What we have here are basically two different, but related concepts. Parallelism, and metricity. The connection $\nabla$ gives us parallelism, and the metric $g$ gives us metricity.

It should not be difficult to convince yourself, that parallelism is not immediately related to metricity. Take for example an arbitrary vector space $V$ over an arbitrary field $\mathbb{F}$. We say that two vectors, $x$ and $y$ are parallel, if there is such an $\alpha\in\mathbb{F}$ scalar that $\alpha x=y$. We haven't put any norm or inner product on this space, so we cannot measure angles or distances. But parallelism makes sense. This is why the vector space in question admits differentiation naturally, if it also has a well-behaved topology, parallelism is needed for differentiation, and a vector space naturally has it.

However, obviously, parallelism can be grasped in terms of angles, so if you have a metric that allows for the measurement of angles, you also have parallelism. The mathematical statement for this is exactly the existence of the Levi-Civita connection - a connection completely determined by the metric.

Obviously, you can, mathematically speaking, disentangle the notion of parallelism from the notion of metricity, by introducing a completely arbitrary connection, but this will result in completely alien geometries that do not match at all what we see in the real world around us.

We might also not immediately see noneuclidean-ity, but just because we allow for curved geometries, it does not mean we should throw away every other previously established geometric property of spacetime (namely, that parallelism is determined by metricity) because we made one modification.

I think it helps to study old differential geometry books like Kreyszig to see the development of Levi-Civita, as opposed to the modern formalism, as you show explicitly that plain derivatives of tensors do not transform as tensors, that's why you need the covariant derivative. That is an essential part of defining the covariant derivative (connection). I don't like the mathematician's formulation that is now being popularized. It provides shortcuts but I think they obscure the motivation and purpose of the geometry.

But to answer your question, one needs the crucial fact that inner products of vectors should be preserved as you transport them around space, i.e. the derivative of the inner product vanishes. Infinitesimally, the metric tensor is the inner product of vectors that define the space you are working in, so naturally you want the covariant derivative of the metric tensor to vanish. That defines the property of parallel transport. That property will then get you the Levi-Civita connection. Essentially the physical meaning of the Levi-Civita connection is that it provides the ability to differentiate tensors according to the natural geometry of curved space, which is defined by parallel transport. These circumstances are equivalent to your geodesics, but the vanishing of the metric by the covariant derivative is the local version, whereas geodesic is a global (integral) version, just like we have differential maxwell equations and integral maxwell equations.

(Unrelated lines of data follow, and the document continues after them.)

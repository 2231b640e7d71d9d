use super::types::RunReport;
use anyhow::{Context, Result};
use std::path::Path;

/// Write the report as pretty JSON, or print it when no path is given
pub fn generate(report: &RunReport, output: Option<&Path>) -> Result<()> {
    let json = serde_json::to_string_pretty(report)?;

    if let Some(path) = output {
        std::fs::write(path, json)
            .with_context(|| format!("Failed to write {}", path.display()))?;
        println!("JSON report saved to: {}", path.display());
    } else {
        println!("{}", json);
    }

    Ok(())
}

/// Load a previously written `results.json`
pub fn load(path: &Path) -> Result<RunReport> {
    let content = std::fs::read_to_string(path)
        .with_context(|| format!("Failed to read results: {}", path.display()))?;
    serde_json::from_str(&content)
        .with_context(|| format!("Invalid results file: {}", path.display()))
}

A connection on a manifold is used to propagate frames; more precisely we can parallel transport a frame along a path connecting two points, say $p,q$.

This gives a map between all frames at p, to all those at q; and it turns out that this map is linear.

But is linearity enough?

Well recall here Newtons first law - a body is in uniform motion in a straight line when it is not subject to any forces; in GR, we generalise straight (in Euclidean or flat space) to geodesic in (curved space).

So the first law generalises in GR to: parallel transport along a geodesic should mean that physically nothing changes - this generalises inertial motion - and so is the equivalence principle.

But actually it is not 'curved space' but curved spacetime.

Physically this means that there are no local distortions of length or time; thus we require the metric $g$ should be preserved - ie we require an isometry; and it turns out the map above is an isometry when the connection is a Levi-Cevita connection.